◆ Assignment: Go over the entries below line by line, copying each one that contains the word "AsyncClient".

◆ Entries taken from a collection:
-*-

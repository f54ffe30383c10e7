use anyhow::Context;
use cloudevents::{AttributesReader, Event};
use futures::stream::StreamExt;
use paho_mqtt as mqtt;
use std::time::Duration;
use tokio::sync::mpsc;

#[derive(Clone, Debug, serde::Deserialize)]
pub struct EventsConfig {
    /// Mqtt server uri (tcp://host:port)
    pub mqtt_uri: String,

    /// Topic to subscribe to
    pub topic: String,

    /// Mqtt group id for shared subscription
    #[serde(default)]
    pub mqtt_group_id: Option<String>,

    /// Only handle events of this type
    #[serde(default)]
    pub event_type: Option<String>,

    /// Extension attribute carrying the test case name, the subject is used when not set
    #[serde(default)]
    pub name_extension: Option<String>,

    #[serde(default)]
    pub user: Option<String>,

    #[serde(default)]
    pub token: Option<String>,

    /// Path to CA
    pub ca_path: Option<String>,

    /// Disable TLS
    #[serde(default)]
    pub disable_tls: bool,

    /// Ignore cert validation
    #[serde(default)]
    pub insecure_tls: bool,
}

impl EventsConfig {
    fn subscription(&self) -> String {
        match &self.mqtt_group_id {
            Some(group_id) => format!("$shared/{}/{}", group_id, self.topic),
            None => self.topic.clone(),
        }
    }
}

pub struct EventSource {
    client: mqtt::AsyncClient,
    config: EventsConfig,
}

impl EventSource {
    pub async fn connect(config: EventsConfig) -> anyhow::Result<Self> {
        let mqtt_opts = mqtt::CreateOptionsBuilder::new()
            .server_uri(config.mqtt_uri.clone())
            .client_id("stormforge-operator")
            .persistence(mqtt::PersistenceType::None)
            .finalize();
        let client = mqtt::AsyncClient::new(mqtt_opts)?;

        let mut conn_opts = mqtt::ConnectOptionsBuilder::new();
        if let Some(user) = &config.user {
            conn_opts.user_name(user.clone());
        }
        if let Some(token) = &config.token {
            conn_opts.password(token.clone());
        }
        conn_opts.keep_alive_interval(Duration::from_secs(30));
        conn_opts.automatic_reconnect(Duration::from_millis(100), Duration::from_secs(5));

        if !config.disable_tls {
            let ca = config
                .ca_path
                .clone()
                .unwrap_or_else(|| "/etc/ssl/certs/ca-bundle.crt".to_string());
            let ssl_opts = if config.insecure_tls {
                mqtt::SslOptionsBuilder::new()
                    .trust_store(&ca)?
                    .enable_server_cert_auth(false)
                    .verify(false)
                    .finalize()
            } else {
                mqtt::SslOptionsBuilder::new().trust_store(&ca)?.finalize()
            };
            conn_opts.ssl_options(ssl_opts);
        }

        let conn_opts = conn_opts.finalize();

        client.set_connection_lost_callback(|_| {
            log::warn!("Connection lost, reconnecting");
        });

        client
            .connect(conn_opts)
            .await
            .context("Failed to connect to MQTT endpoint")?;

        Ok(Self { client, config })
    }

    /// Forward the names of changed test cases, until the receiver is dropped.
    pub async fn run(mut self, triggers: mpsc::Sender<String>) -> anyhow::Result<()> {
        let mut stream = self.client.get_stream(100);
        let subscription = self.config.subscription();
        log::info!("Subscribing to: {subscription}");
        self.client
            .subscribe(subscription.clone(), 1)
            .await
            .context("Failed to subscribe")?;

        // the session is clean, subscriptions are gone after reconnecting
        self.client.set_connected_callback(move |c| {
            log::info!("Connected, subscribing to: {subscription}");
            drop(c.subscribe(subscription.clone(), 1));
        });

        while let Some(message) = stream.next().await {
            let message = match message {
                Some(message) => message,
                // disconnected, reconnecting
                None => continue,
            };

            let event = match serde_json::from_slice::<Event>(message.payload()) {
                Ok(event) => event,
                Err(err) => {
                    log::info!("Skipping message which is not a cloud event: {err}");
                    continue;
                }
            };

            if let Some(name) = test_case_name(&self.config, &event) {
                if triggers.send(name).await.is_err() {
                    break;
                }
            }
        }

        Ok(())
    }
}

/// The name of the test case an event refers to, if it is relevant.
fn test_case_name(config: &EventsConfig, event: &Event) -> Option<String> {
    if let Some(ty) = &config.event_type {
        if event.ty() != ty.as_str() {
            return None;
        }
    }

    match &config.name_extension {
        Some(extension) => event.extension(extension).map(|e| e.to_string()),
        None => event.subject().map(ToString::to_string),
    }
}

-*-

◆ Answer box:
    client: mqtt::AsyncClient,
        let client = mqtt::AsyncClient::new(mqtt_opts)?;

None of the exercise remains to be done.